## WORK TO COMPLETE
Everything from the first line of the entries through the line containing "the cache directory." is to be retyped exactly, and nothing beyond it.

## RECORDS
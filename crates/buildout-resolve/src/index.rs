//! The package-index seam and a catalog-backed implementation.
//!
//! Network fetching is not done here: `CatalogIndex` reads `index.toml`
//! catalogs from local `find-links` directories and copies artifacts from
//! local paths or `file://` URLs into the cache directory.

use crate::distribution::{DistManifest, Distribution, Location, Precedence, DIST_MANIFEST};
use crate::requirement::{ProjectName, Requirement};
use crate::resolver::ResolverPolicy;
use crate::ResolveError;
use serde::Deserialize;
use std::collections::BTreeSet;
use std::fs;
use std::io::Write;
use std::path::{Path, PathBuf};
use tracing::{debug, warn};

/// File name of a catalog inside a `find-links` directory.
pub const CATALOG_FILE: &str = "index.toml";

/// Source of candidate distributions.
pub trait PackageIndex {
    /// Every known distribution of `project`, in no particular order.
    fn candidates(&self, project: &ProjectName) -> Result<Vec<Distribution>, ResolveError>;

    /// Whether the artifact of `dist` is already in the local cache.
    fn is_cached(&self, dist: &Distribution) -> bool;

    /// Copy the artifact at `url` into the local cache and return its path.
    fn fetch(&mut self, url: &str, checksum: Option<&str>) -> Result<PathBuf, ResolveError>;

    /// Extra places to look for catalogs, e.g. a distribution's
    /// dependency links.
    fn add_find_links(&mut self, links: &[String]) -> Result<(), ResolveError>;

    /// Whether `dist` can be used without fetching anything.
    fn is_local(&self, dist: &Distribution) -> bool {
        matches!(dist.location, Location::Path(_) | Location::Builtin) || self.is_cached(dist)
    }

    /// The best candidate for `requirement` under `policy`.
    fn obtain(
        &self,
        requirement: &Requirement,
        policy: &ResolverPolicy,
    ) -> Result<Option<Distribution>, ResolveError> {
        let mut candidates = self.candidates(&requirement.project)?;
        if policy.offline {
            candidates.retain(|d| self.is_cached(d));
        }
        Ok(select_best(
            candidates,
            requirement,
            policy.prefer_final,
            |d| self.is_local(d),
        ))
    }

}

/// Pick the candidate satisfying `requirement` with the highest version.
///
/// With `prefer_final`, pre-releases are only considered when no final
/// version qualifies. Ties go to cached candidates, then to precedence.
pub fn select_best(
    candidates: Vec<Distribution>,
    requirement: &Requirement,
    prefer_final: bool,
    cached: impl Fn(&Distribution) -> bool,
) -> Option<Distribution> {
    let matching: Vec<Distribution> = candidates
        .into_iter()
        .filter(|d| requirement.contains(&d.version))
        .collect();
    let any_final = matching.iter().any(|d| d.version.is_final());
    matching
        .into_iter()
        .filter(|d| !prefer_final || !any_final || d.version.is_final())
        .max_by(|a, b| {
            a.version
                .cmp(&b.version)
                .then_with(|| cached(a).cmp(&cached(b)))
                .then_with(|| a.precedence.cmp(&b.precedence))
        })
}

#[derive(Debug, Default, Deserialize)]
struct Catalog {
    #[serde(default)]
    dist: Vec<DistManifest>,
}

/// A [`PackageIndex`] over local catalogs and a cache directory.
#[derive(Debug)]
pub struct CatalogIndex {
    cache_dir: PathBuf,
    entries: Vec<Distribution>,
    loaded: BTreeSet<PathBuf>,
}

impl CatalogIndex {
    pub fn new(cache_dir: impl Into<PathBuf>) -> Self {
        Self {
            cache_dir: cache_dir.into(),
            entries: Vec::new(),
            loaded: BTreeSet::new(),
        }
    }

    pub fn cache_dir(&self) -> &Path {
        &self.cache_dir
    }

    /// Read the catalog at `link`: a directory holding `index.toml`, a
    /// catalog file, or a `file://` URL to either. Missing locations are
    /// skipped with a warning; remote URLs are ignored.
    pub fn load_catalog(&mut self, link: &str) -> Result<(), ResolveError> {
        let path = match link.strip_prefix("file://") {
            Some(p) => PathBuf::from(p),
            None if link.contains("://") => {
                debug!("ignoring remote find-links entry {link}");
                return Ok(());
            }
            None => PathBuf::from(link),
        };
        let file = if path.is_dir() {
            path.join(CATALOG_FILE)
        } else {
            path
        };
        if !file.is_file() {
            warn!("find-links location {} has no catalog", file.display());
            return Ok(());
        }
        if !self.loaded.insert(file.clone()) {
            return Ok(());
        }

        let text = fs::read_to_string(&file)?;
        let catalog: Catalog = toml::from_str(&text).map_err(|e| ResolveError::Catalog {
            path: file.clone(),
            message: e.to_string(),
        })?;
        let base = file.parent().map(Path::to_path_buf).unwrap_or_default();

        for entry in catalog.dist {
            let Some(url) = entry.url.clone() else {
                return Err(ResolveError::Catalog {
                    path: file.clone(),
                    message: format!("entry '{}' has no url", entry.name),
                });
            };
            let url = if url.contains("://") || Path::new(&url).is_absolute() {
                url
            } else {
                base.join(&url).to_string_lossy().into_owned()
            };
            let dist = entry.into_distribution(Location::Url(url), Precedence::Prebuilt)?;
            debug!("catalog {} offers {dist}", file.display());
            self.entries.push(dist);
        }
        Ok(())
    }

    /// Distributions unpacked in the cache, each described by a `dist.toml`.
    pub fn cached_distributions(&self) -> Result<Vec<Distribution>, ResolveError> {
        scan_manifests(&self.cache_dir, Precedence::Prebuilt)
    }

    /// Develop distributions rooted at `dirs`.
    pub fn develop_distributions(dirs: &[PathBuf]) -> Result<Vec<Distribution>, ResolveError> {
        dirs.iter()
            .map(|dir| Distribution::from_manifest_dir(dir, Precedence::Develop))
            .collect()
    }

    fn cache_path(&self, url: &str) -> PathBuf {
        let name = url.rsplit(['/', '\\']).next().unwrap_or(url);
        self.cache_dir.join(name)
    }
}

fn scan_manifests(dir: &Path, precedence: Precedence) -> Result<Vec<Distribution>, ResolveError> {
    let mut out = Vec::new();
    if !dir.is_dir() {
        return Ok(out);
    }
    for entry in fs::read_dir(dir)? {
        let path = entry?.path();
        if path.join(DIST_MANIFEST).is_file() {
            out.push(Distribution::from_manifest_dir(&path, precedence)?);
        }
    }
    Ok(out)
}

fn local_source(url: &str) -> Result<PathBuf, ResolveError> {
    if let Some(path) = url.strip_prefix("file://") {
        return Ok(PathBuf::from(path));
    }
    if url.contains("://") {
        return Err(ResolveError::UnsupportedUrl(url.to_owned()));
    }
    Ok(PathBuf::from(url))
}

fn verify(url: &str, bytes: &[u8], expected: Option<&str>) -> Result<(), ResolveError> {
    let Some(expected) = expected else {
        return Ok(());
    };
    let actual = blake3::hash(bytes).to_hex().to_string();
    if actual != expected {
        return Err(ResolveError::ChecksumMismatch {
            url: url.to_owned(),
            expected: expected.to_owned(),
            actual,
        });
    }
    Ok(())
}

impl PackageIndex for CatalogIndex {
    fn candidates(&self, project: &ProjectName) -> Result<Vec<Distribution>, ResolveError> {
        let mut out: Vec<Distribution> = self
            .entries
            .iter()
            .filter(|d| &d.project == project)
            .cloned()
            .collect();
        out.extend(
            self.cached_distributions()?
                .into_iter()
                .filter(|d| &d.project == project),
        );
        Ok(out)
    }

    fn is_cached(&self, dist: &Distribution) -> bool {
        match &dist.location {
            Location::Url(url) => self.cache_path(url).exists(),
            Location::Path(path) => path.starts_with(&self.cache_dir),
            Location::Builtin => true,
        }
    }

    fn fetch(&mut self, url: &str, checksum: Option<&str>) -> Result<PathBuf, ResolveError> {
        let source = local_source(url)?;
        let dest = self.cache_path(url);
        if dest.is_file() {
            verify(url, &fs::read(&dest)?, checksum)?;
            debug!("{url} already cached at {}", dest.display());
            return Ok(dest);
        }

        let bytes = fs::read(&source)?;
        verify(url, &bytes, checksum)?;
        fs::create_dir_all(&self.cache_dir)?;
        let mut tmp = tempfile::NamedTempFile::new_in(&self.cache_dir)?;
        tmp.write_all(&bytes)?;
        tmp.as_file().sync_all()?;
        tmp.persist(&dest).map_err(|e| ResolveError::Io(e.error))?;
        debug!("fetched {url} into {}", dest.display());
        Ok(dest)
    }

    fn add_find_links(&mut self, links: &[String]) -> Result<(), ResolveError> {
        for link in links {
            self.load_catalog(link)?;
        }
        Ok(())
    }
}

## EXERCISE RESULT
filename crates/buildout-resolve/src/index.rs
//! The package-index seam and a catalog-backed implementation.
//!
//! Network fetching is not done here: `CatalogIndex` reads `index.toml`
//! catalogs from local `find-links` directories and copies artifacts from
//! local paths or `file://` URLs into the cache directory.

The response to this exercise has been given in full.